VERS UNE IA DES MÉCANISMES
D’un côté, nous avons l’IA numérique, principalement liée aux réseaux de neurones, qui repose sur un mécanisme statistique. C’est cette IA qui a connu des progrès fulgurants dans la dernière décennie. Ces techniques apprennent presque par cœur. Pour le reste, elles relient les exemples appris par continuité. Leur grand intérêt est qu’elles fonctionnent sur des données brutes (des images par exemple). C’est très bien pour diagnostiquer un cancer du sein. Cela ne fonctionne plus dès qu’on s’éloigne de la tâche apprise. Ne demandons pas à ces IA de trouver un vaccin pour la Covid19 ou de résoudre le dérèglement climatique.
De l’autre côté, l’intelligence humaine semble reposer sur un petit ensemble de mécanismes. Nous avons évoqué le contraste, la compression et l’interprétation procédurale. Les chercheurs en ont identifié plusieurs autres, tous fascinants à comprendre.
Citons le calcul aspectuel qui permet par exemple de comprendre la différence entre : « pas toujours » et « toujours pas ». Ou le calcul syntaxique qui oblige à considérer que si « elle pense que Marie est belle », « elle » n’est pas Marie. Ou encore le calcul de la pertinence selon lequel l’énoncé « il y a de l’eau » demande un contexte problématique (soif, panne, fuite, sécheresse…) pour ne pas susciter un « Et alors ? » en réponse.
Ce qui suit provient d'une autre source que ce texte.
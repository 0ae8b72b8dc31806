use std::path::Path;

use image::RgbaImage;

use crate::{
    config::{MAX_FPS, RenderConfig},
    encode_gif::{EncodeConfig, GifSink},
    error::{RollinError, RollinResult},
    frames::{FramePlan, FrameSequence},
};

/// Decode the source image into straight-alpha RGBA8.
pub fn load_source(path: &Path) -> RollinResult<RgbaImage> {
    let img = image::open(path).map_err(|e| {
        RollinError::input(format!("cannot decode '{}' as an image: {e}", path.display()))
    })?;
    Ok(img.to_rgba8())
}

/// Render the full rotation animation of `src` to the configured output
/// path. Returns the number of frames written.
#[tracing::instrument(skip(src, cfg), fields(out = %cfg.out_path.display()))]
pub fn render_to_gif(src: &RgbaImage, cfg: &RenderConfig) -> RollinResult<u64> {
    cfg.validate()?;
    if cfg.fps > MAX_FPS {
        tracing::warn!(
            requested = cfg.fps,
            cap = MAX_FPS,
            "fps above the playback cap, clamping"
        );
    }

    let (width, height) = cfg.size.unwrap_or_else(|| src.dimensions());
    let count = cfg.frame_count();
    let plan = FramePlan::new(count, cfg.direction)?;

    let mut sink = GifSink::new(EncodeConfig {
        width,
        height,
        delay_cs: cfg.frame_delay_cs(),
        out_path: cfg.out_path.clone(),
        overwrite: true,
    })?;

    tracing::info!(frames = count, width, height, "generating frames");
    let progress_every = (count / 10).max(1);
    for frame in FrameSequence::new(src, plan, (width, height)) {
        sink.encode_frame(&frame)?;
        let done = sink.frames_written();
        if done % progress_every == 0 && done != count {
            tracing::info!(done, total = count, "generating frames");
        }
    }
    sink.finish()?;

    tracing::info!(frames = count, "wrote gif");
    Ok(count)
}
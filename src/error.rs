pub type RollinResult<T> = Result<T, RollinError>;

#[derive(thiserror::Error, Debug)]
pub enum RollinError {
    #[error("invalid argument: {0}")]
    Argument(String),

    #[error("invalid input: {0}")]
    Input(String),

    #[error("invalid config: {0}")]
    Config(String),

    #[error("encode error: {0}")]
    Encode(String),

    #[error(transparent)]
    Other(#[from] anyhow::Error),
}

impl RollinError {
    pub fn argument(msg: impl Into<String>) -> Self {
        Self::Argument(msg.into())
    }

    pub fn input(msg: impl Into<String>) -> Self {
        Self::Input(msg.into())
    }

    pub fn config(msg: impl Into<String>) -> Self {
        Self::Config(msg.into())
    }

    pub fn encode(msg: impl Into<String>) -> Self {
        Self::Encode(msg.into())
    }
}
//! Pixel-level operations on RGBA8 rasters: arbitrary-angle rotation about
//! the image center (inverse mapping + bilinear sampling over premultiplied
//! alpha) and exact-size resampling.

use image::RgbaImage;

pub fn premultiply_rgba8_in_place(rgba: &mut [u8]) {
    for px in rgba.chunks_exact_mut(4) {
        let a = px[3] as u16;
        if a == 0 {
            px[0] = 0;
            px[1] = 0;
            px[2] = 0;
            continue;
        }
        px[0] = ((px[0] as u16 * a + 127) / 255) as u8;
        px[1] = ((px[1] as u16 * a + 127) / 255) as u8;
        px[2] = ((px[2] as u16 * a + 127) / 255) as u8;
    }
}

pub fn unpremultiply_rgba8_in_place(rgba: &mut [u8]) {
    for px in rgba.chunks_exact_mut(4) {
        let a = px[3] as u16;
        if a == 0 {
            px[0] = 0;
            px[1] = 0;
            px[2] = 0;
            continue;
        }
        if a == 255 {
            continue;
        }
        px[0] = ((px[0] as u16 * 255 + a / 2) / a).min(255) as u8;
        px[1] = ((px[1] as u16 * 255 + a / 2) / a).min(255) as u8;
        px[2] = ((px[2] as u16 * 255 + a / 2) / a).min(255) as u8;
    }
}

/// Rotate `src` clockwise by `angle_deg` about its center.
///
/// The canvas keeps the source dimensions; regions swept in from outside the
/// source are fully transparent. Each output pixel is inverse-mapped into
/// source space and sampled bilinearly on premultiplied channels, so
/// transparent neighborhoods do not bleed color into edges.
pub fn rotate_about_center(src: &RgbaImage, angle_deg: f64) -> RgbaImage {
    let (w, h) = src.dimensions();
    let norm = angle_deg.rem_euclid(360.0);
    if norm == 0.0 {
        return src.clone();
    }

    let mut premul = src.as_raw().clone();
    premultiply_rgba8_in_place(&mut premul);

    let theta = norm.to_radians();
    let (sin, cos) = theta.sin_cos();
    let cx = f64::from(w) / 2.0;
    let cy = f64::from(h) / 2.0;

    let mut out = vec![0u8; (w as usize) * (h as usize) * 4];
    for y in 0..h {
        let dy = f64::from(y) + 0.5 - cy;
        for x in 0..w {
            let dx = f64::from(x) + 0.5 - cx;
            // Inverse of a clockwise rotation in y-down screen coordinates.
            let sx = cx + dx * cos + dy * sin - 0.5;
            let sy = cy - dx * sin + dy * cos - 0.5;
            let px = sample_bilinear_premul(&premul, w, h, sx, sy);
            let o = ((y as usize) * (w as usize) + (x as usize)) * 4;
            out[o..o + 4].copy_from_slice(&px);
        }
    }

    unpremultiply_rgba8_in_place(&mut out);
    RgbaImage::from_raw(w, h, out).expect("rotation preserves buffer dimensions")
}

/// Resample to exactly `width` x `height` (no aspect preservation).
pub fn resize_to(src: &RgbaImage, width: u32, height: u32) -> RgbaImage {
    if src.dimensions() == (width, height) {
        return src.clone();
    }
    image::imageops::resize(src, width, height, image::imageops::FilterType::CatmullRom)
}

fn sample_bilinear_premul(premul: &[u8], w: u32, h: u32, x: f64, y: f64) -> [u8; 4] {
    let x0 = x.floor();
    let y0 = y.floor();
    let fx = x - x0;
    let fy = y - y0;
    let x0 = x0 as i64;
    let y0 = y0 as i64;

    let mut acc = [0.0f64; 4];
    for (iy, wy) in [(y0, 1.0 - fy), (y0 + 1, fy)] {
        for (ix, wx) in [(x0, 1.0 - fx), (x0 + 1, fx)] {
            let wgt = wx * wy;
            if wgt == 0.0 {
                continue;
            }
            // Taps outside the source contribute transparent black.
            let Some(px) = tap(premul, w, h, ix, iy) else {
                continue;
            };
            for c in 0..4 {
                acc[c] += wgt * f64::from(px[c]);
            }
        }
    }

    [
        acc[0].round().min(255.0) as u8,
        acc[1].round().min(255.0) as u8,
        acc[2].round().min(255.0) as u8,
        acc[3].round().min(255.0) as u8,
    ]
}

fn tap(premul: &[u8], w: u32, h: u32, x: i64, y: i64) -> Option<[u8; 4]> {
    if x < 0 || y < 0 || x >= i64::from(w) || y >= i64::from(h) {
        return None;
    }
    let o = ((y as usize) * (w as usize) + (x as usize)) * 4;
    Some([premul[o], premul[o + 1], premul[o + 2], premul[o + 3]])
}
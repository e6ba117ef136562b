use axum::extract::State;
use axum::http::StatusCode;
use axum::Extension;
use axum::Json;
use serde::Deserialize;

use super::ApiError;
use super::ApiSuccess;
use super::UserData;
use crate::domain::tag::parse_tags;
use crate::domain::user::models::EmailAddress;
use crate::domain::user::models::UpdateProfileCommand;
use crate::inbound::http::middleware::CurrentUser;
use crate::inbound::http::router::AppState;
use crate::user::errors::UserError;

/// HTTP request body for a partial profile update (raw JSON)
#[derive(Debug, Deserialize)]
pub struct UpdateProfileRequest {
    pub email: Option<String>,
    pub full_name: Option<String>,
    pub tags: Option<Vec<String>>,
}

impl UpdateProfileRequest {
    fn try_into_command(self) -> Result<UpdateProfileCommand, UserError> {
        let email = self.email.map(EmailAddress::new).transpose()?;
        let tags = self.tags.map(parse_tags).transpose()?;

        Ok(UpdateProfileCommand {
            email,
            full_name: self.full_name,
            tags,
        })
    }
}

pub async fn update_profile(
    State(state): State<AppState>,
    Extension(CurrentUser(user)): Extension<CurrentUser>,
    Json(req): Json<UpdateProfileRequest>,
) -> Result<ApiSuccess<UserData>, ApiError> {
    let command = req.try_into_command()?;

    state
        .auth_service
        .update_profile(&user.username, command)
        .await
        .map_err(ApiError::from)
        .map(|ref user| ApiSuccess::new(StatusCode::OK, user.into()))
}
L’avenir de l’IA ne réside pas tant dans l’augmentation des puissances de calcul ni dans le recueil de données toujours plus massives, que dans la rétro-ingénierie de ces mécanismes cognitifs. L’IA statistique montrera bientôt ses limites. Si l’on veut maintenir l’engouement des élèves de Télécom Paris pour l’IA, faisons-les travailler sur l’automatisation des mécanismes de l’intelligence plutôt que sur le simple traitement numérique des données.
Jean-Louis DESSALLES
Enseignant-chercheur en intelligence artificielle à Télécom Paris. Il travaille sur le calcul du sens et de la pertinence dans le langage naturel.
Il est l’auteur de : Des intelligences Très artificielles (O. Jacob, 2019).